In het volgende voorbeeld wordt papier in lade 1 geplaatst.
![]()
|
![]()
Voor informatie over welke papierformaten en -soorten in welke lades geplaatst kunnen worden, zie Specificaties papierformaat en Specificaties papiertype.
Als er vaak papierstoringen optreden, draai de stapel papier dan om en plaats de stapel terug in de lade.
Plaats niet verschillende papiersoorten in één en dezelfde lade.
Als u papier gebruikt waarvan het formaat niet automatisch gedetecteerd kan worden, geef het papierformaat dan op in het bedieningspaneel. Wanneer u een document afdrukt, moet u in het printerstuurprogramma de papiersoort en het papiertype opgeven die u ook via het bedieningspaneel heeft ingesteld.
Verplaats de zijgeleider en eindgeleider voorzichtig. Gebruik hiervoor geen brute kracht. Dit kan de lade beschadigen.
Als u etikettenpapier plaatst, doe dit dan één vel per keer.
Trek de lade voorzichtig naar buiten tot hij stopt, til de voorzijde van de lade op en trek hem dan uit de printer.

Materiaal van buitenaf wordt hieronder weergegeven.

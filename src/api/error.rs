// ==========================================
// Núcleo BI Cartorial - Erros da camada de API
// ==========================================
// Contrato externo achatado: código estável do catálogo, mensagem
// exibível e detalhe técnico opcional. Os erros internos chegam
// via From e nunca vazam tipos de infraestrutura para o chamador.
// ==========================================

use thiserror::Error;

use crate::auth::AuthError;
use crate::domain::codes::ErrorCode;
use crate::importer::ImportError;
use crate::repository::RepositoryError;

pub type ApiResult<T> = Result<T, ApiError>;

// ==========================================
// ApiError
// ==========================================
#[derive(Debug, Error)]
#[error("{}: {mensagem}", error_code.as_str())]
pub struct ApiError {
    pub error_code: ErrorCode,
    /// Mensagem do catálogo, exibível ao usuário final.
    pub mensagem: String,
    /// Texto técnico para diagnóstico; não exibir ao usuário.
    pub detalhe: Option<String>,
}

impl ApiError {
    pub fn new(error_code: ErrorCode, detalhe: Option<String>) -> Self {
        Self {
            error_code,
            mensagem: error_code.mensagem().to_string(),
            detalhe,
        }
    }

    /// Ação sugerida do catálogo para a triagem do atendimento.
    pub fn acao(&self) -> &'static str {
        self.error_code.acao()
    }

    pub fn tipo_nao_configurado(tipo_arquivo: &str) -> Self {
        Self::new(
            ErrorCode::ImportTypeNotConfigured,
            Some(format!("tipo_arquivo={}", tipo_arquivo)),
        )
    }
}

impl From<ImportError> for ApiError {
    fn from(erro: ImportError) -> Self {
        let codigo = erro.error_code();
        Self::new(codigo, Some(erro.to_string()))
    }
}

impl From<RepositoryError> for ApiError {
    fn from(erro: RepositoryError) -> Self {
        let codigo = match erro {
            RepositoryError::UniqueConstraintViolation(_) => ErrorCode::DuplicateKey,
            _ => ErrorCode::DatabaseError,
        };
        Self::new(codigo, Some(erro.to_string()))
    }
}

impl From<AuthError> for ApiError {
    fn from(erro: AuthError) -> Self {
        Self::new(ErrorCode::UnexpectedError, Some(erro.to_string()))
    }
}
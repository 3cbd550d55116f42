// ==========================================
// Núcleo BI Cartorial - Repositório de usuários
// ==========================================
// Responsabilidade: tabela usuarios (credenciais para a confirmação
// de senha da carga FULL_RELOAD e vínculo de contrato).
// A senha é guardada apenas como hash; a verificação fica na
// camada auth, nunca aqui.
// ==========================================

use crate::domain::identity::UserRole;
use crate::repository::error::{RepositoryError, RepositoryResult};
use rusqlite::{params, Connection};
use std::sync::{Arc, Mutex};

/// Credencial persistida de um usuário
#[derive(Debug, Clone)]
pub struct UsuarioCredencial {
    pub id: i64,
    pub email: String,
    pub senha_hash: String,
    pub role: UserRole,
    pub contrato_id: i64,
}

pub struct UsuarioRepository {
    conn: Arc<Mutex<Connection>>,
}

impl UsuarioRepository {
    pub fn new(conn: Arc<Mutex<Connection>>) -> Self {
        Self { conn }
    }

    fn get_conn(&self) -> RepositoryResult<std::sync::MutexGuard<Connection>> {
        self.conn
            .lock()
            .map_err(|e| RepositoryError::LockError(e.to_string()))
    }

    /// Busca a credencial pelo e-mail, sem distinção de maiúsculas.
    pub fn find_by_email(&self, email: &str) -> RepositoryResult<Option<UsuarioCredencial>> {
        let conn = self.get_conn()?;

        let mut stmt = conn.prepare(
            r#"
            SELECT id, email, senha_hash, role, contrato_id
            FROM usuarios
            WHERE LOWER(email) = LOWER(?1)
            "#,
        )?;

        let result = stmt.query_row(params![email], |row| {
            let role_str: String = row.get(3)?;
            let role = UserRole::parse(&role_str).ok_or_else(|| {
                rusqlite::Error::FromSqlConversionFailure(
                    3,
                    rusqlite::types::Type::Text,
                    format!("role inválido: {}", role_str).into(),
                )
            })?;

            Ok(UsuarioCredencial {
                id: row.get(0)?,
                email: row.get(1)?,
                senha_hash: row.get(2)?,
                role,
                contrato_id: row.get(4)?,
            })
        });

        match result {
            Ok(u) => Ok(Some(u)),
            Err(rusqlite::Error::QueryReturnedNoRows) => Ok(None),
            Err(e) => Err(e.into()),
        }
    }

    /// Cadastra um usuário já com o hash calculado. Usado pelo
    /// bootstrap de implantação e pelos testes.
    pub fn insert(
        &self,
        email: &str,
        senha_hash: &str,
        role: UserRole,
        contrato_id: i64,
    ) -> RepositoryResult<i64> {
        let conn = self.get_conn()?;

        conn.execute(
            r#"
            INSERT INTO usuarios (email, senha_hash, role, contrato_id)
            VALUES (?1, ?2, ?3, ?4)
            "#,
            params![email, senha_hash, role.as_str(), contrato_id],
        )?;

        Ok(conn.last_insert_rowid())
    }
}
// ==========================================
// Núcleo BI Cartorial - Normalizador de lotes
// ==========================================
// Converte a tabela crua em registros tipados por dataset:
// coerções (número, data, booleano), derivações (valor_abs,
// natureza, data_lancamento, selo_principal) e descarte das
// linhas sem identificador. Função pura; o lote pode sair vazio
// e a decisão sobre isso é do pipeline.
// ==========================================

use chrono::{NaiveDate, NaiveDateTime};
use std::collections::HashMap;

use crate::config::DatasetConfig;
use crate::domain::records::{
    HisSeloDetalheRecord, HisSeloRecord, OsLancRecord, OsSeloRecord, RecordBatch,
    TipoLancamentoRecord,
};
use crate::domain::types::{DatasetKind, Natureza};

use super::file_parser::RawTable;

pub struct Normalizer;

impl Normalizer {
    pub fn normalizar(raw: &RawTable, config: &DatasetConfig) -> RecordBatch {
        match config.kind {
            DatasetKind::OsSelo => RecordBatch::OsSelo(normalizar_os_selo(&raw.rows)),
            DatasetKind::OsLanc => RecordBatch::OsLanc(normalizar_os_lanc(&raw.rows)),
            DatasetKind::HisSelo => RecordBatch::HisSelo(normalizar_his_selo(&raw.rows)),
            DatasetKind::HisSeloDetalhe => {
                RecordBatch::HisSeloDetalhe(normalizar_his_selo_detalhe(&raw.rows))
            }
            DatasetKind::TabelaLancamentos => {
                RecordBatch::TabelaLancamentos(normalizar_tipo_lancamento(&raw.rows))
            }
        }
    }
}

type Linha = HashMap<String, String>;

// ==========================================
// Normalização por dataset
// ==========================================

fn normalizar_os_selo(rows: &[Linha]) -> Vec<OsSeloRecord> {
    rows.iter()
        .filter_map(|row| {
            let os_id = texto(row, "os_id")?;
            let selo = texto(row, "selo")?;
            Some(OsSeloRecord {
                id: texto(row, "id"),
                os_id,
                selo,
                quantidade: numero(row, "quantidade").unwrap_or(1.0),
            })
        })
        .collect()
}

fn normalizar_os_lanc(rows: &[Linha]) -> Vec<OsLancRecord> {
    rows.iter()
        .filter_map(|row| {
            let os = texto(row, "os")?;
            let sequencia = texto(row, "sequencia")?;

            let valor = numero(row, "valor");
            let dt_lancou = data_hora(row, "dt_lancou");
            let operacao = texto(row, "operacao");

            Some(OsLancRecord {
                id: texto(row, "id"),
                situacao: texto(row, "situacao"),
                quantidade: numero(row, "quantidade").unwrap_or(1.0),
                valor,
                valor_abs: valor.map(f64::abs),
                capa: texto(row, "capa"),
                livro: texto(row, "livro"),
                folha: texto(row, "folha"),
                dt_lancou,
                data_lancamento: dt_lancou.map(|d| d.date()),
                os,
                sequencia,
                natureza: operacao.as_deref().and_then(natureza_da_operacao),
                operacao,
                lcto: texto(row, "lcto"),
                recibo: texto(row, "recibo"),
                selo_principal: selo_principal(row),
            })
        })
        .collect()
}

fn normalizar_his_selo(rows: &[Linha]) -> Vec<HisSeloRecord> {
    rows.iter()
        .filter_map(|row| {
            let selo = texto(row, "selo")?;
            let data = data_hora(row, "data")?;
            Some(HisSeloRecord {
                id: texto(row, "id"),
                selo,
                tipo_ato: texto(row, "tipo_ato"),
                capa: texto(row, "capa"),
                livro: texto(row, "livro"),
                folha: texto(row, "folha"),
                quantidade: numero(row, "quantidade").unwrap_or(1.0),
                data,
            })
        })
        .collect()
}

fn normalizar_his_selo_detalhe(rows: &[Linha]) -> Vec<HisSeloDetalheRecord> {
    rows.iter()
        .filter_map(|row| {
            Some(HisSeloDetalheRecord {
                id: texto(row, "id")?,
                selo_principal: texto(row, "selo_principal")?,
                id_codigo_ato: inteiro(row, "id_codigo_ato")?,
                data_ato: data(row, "dataato")?,
            })
        })
        .collect()
}

fn normalizar_tipo_lancamento(rows: &[Linha]) -> Vec<TipoLancamentoRecord> {
    rows.iter()
        .filter_map(|row| {
            let codlcto = texto(row, "codlcto")?;
            Some(TipoLancamentoRecord {
                codlcto,
                descricao: texto(row, "descricao"),
                tipo_lanc: texto(row, "tipo_lanc"),
                grupodecontas: texto(row, "grupodecontas"),
                status_inativo: celula(row, "status_inativo").map(booleano).unwrap_or(false),
            })
        })
        .collect()
}

// ==========================================
// Derivações
// ==========================================

/// "E" -> ENTRADA, "S" -> SAIDA, qualquer outro valor fica nulo.
fn natureza_da_operacao(op: &str) -> Option<Natureza> {
    match op {
        "E" => Some(Natureza::Entrada),
        "S" => Some(Natureza::Saida),
        _ => None,
    }
}

/// Chave de negócio composta do lançamento: IDREF- seguido de
/// capa, livro e folha com quatro dígitos cada; campo ausente
/// entra como 0000.
fn selo_principal(row: &Linha) -> String {
    format!(
        "IDREF-{}{}{}",
        zeropad4(celula(row, "capa")),
        zeropad4(celula(row, "livro")),
        zeropad4(celula(row, "folha")),
    )
}

fn zeropad4(v: Option<&str>) -> String {
    match v {
        Some(s) => format!("{:0>4}", s),
        None => "0000".to_string(),
    }
}

// ==========================================
// Coerções de célula
// ==========================================

// Formatos aceitos nos extratos: ISO e o formato brasileiro dos
// sistemas de origem.
const FORMATOS_DATA_HORA: &[&str] = &[
    "%Y-%m-%d %H:%M:%S",
    "%Y-%m-%dT%H:%M:%S",
    "%d/%m/%Y %H:%M:%S",
];
const FORMATOS_DATA: &[&str] = &["%Y-%m-%d", "%d/%m/%Y"];

/// Célula aparada e não vazia.
fn celula<'a>(row: &'a Linha, col: &str) -> Option<&'a str> {
    row.get(col).map(|v| v.trim()).filter(|v| !v.is_empty())
}

fn texto(row: &Linha, col: &str) -> Option<String> {
    celula(row, col).map(|v| v.to_string())
}

/// Célula não numérica vira nulo, nunca erro.
fn numero(row: &Linha, col: &str) -> Option<f64> {
    celula(row, col).and_then(|v| v.parse::<f64>().ok())
}

/// Aceita a forma decimal sem fração que planilhas costumam
/// produzir ("4012.0").
fn inteiro(row: &Linha, col: &str) -> Option<i64> {
    let v = celula(row, col)?;
    if let Ok(n) = v.parse::<i64>() {
        return Some(n);
    }
    match v.parse::<f64>() {
        Ok(f) if f.fract() == 0.0 => Some(f as i64),
        _ => None,
    }
}

fn data_hora(row: &Linha, col: &str) -> Option<NaiveDateTime> {
    let v = celula(row, col)?;
    for fmt in FORMATOS_DATA_HORA {
        if let Ok(d) = NaiveDateTime::parse_from_str(v, fmt) {
            return Some(d);
        }
    }
    // Data sem hora entra como meia-noite
    data_de_texto(v).and_then(|d| d.and_hms_opt(0, 0, 0))
}

fn data(row: &Linha, col: &str) -> Option<NaiveDate> {
    let v = celula(row, col)?;
    data_de_texto(v).or_else(|| {
        // Alguns extratos trazem data-hora na coluna de data
        FORMATOS_DATA_HORA
            .iter()
            .find_map(|fmt| NaiveDateTime::parse_from_str(v, fmt).ok().map(|d| d.date()))
    })
}

fn data_de_texto(v: &str) -> Option<NaiveDate> {
    FORMATOS_DATA
        .iter()
        .find_map(|fmt| NaiveDate::parse_from_str(v, fmt).ok())
}

/// Grafias usuais de verdadeiro; vazio e desconhecido caem
/// para false.
fn booleano(v: &str) -> bool {
    matches!(
        v.trim().to_lowercase().as_str(),
        "1" | "true" | "t" | "sim" | "s" | "verdadeiro"
    )
}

Plaats de lade op een vlak oppervlak.
Knijp de clip op de zijgeleider en eindgeleider voor het papier in en stel de geleiders in op het papierformaat dat wordt geplaatst.

Plaats het papier zodanig dat de afdrukzijde naar boven ligt
Zorg dat het papier niet hoger wordt gestapeld dan de bovenste limietmarkering (bovenste lijn) binnen in de lade.

Schuif de papiergeleiders tegen het papier zodat er geen ruimte meer tussen zit.
Verplaats het papier in de lade niet meer dan een paar millimeter.
Overmatige verplaatsing van geladen papier kan ertoe leiden dat de papierranden beschadigd raken rond de openingen van de liftplaat van de lade, waardoor vellen papier verkreukelen of vastlopen.

Til de voorkant van de lade omhoog en schuif de lade voorzichtig in de printer totdat deze stopt.

Zorg om papierstoringen te voorkomen, dat de lade stevig is geplaatst.
![]()
Briefpapier en enveloppen moeten in een specifieke richting worden geplaatst. Voor meer informatie zie Papier met vaste afdrukrichting of dubbelzijdig papier plaatsen of Enveloppen plaatsen.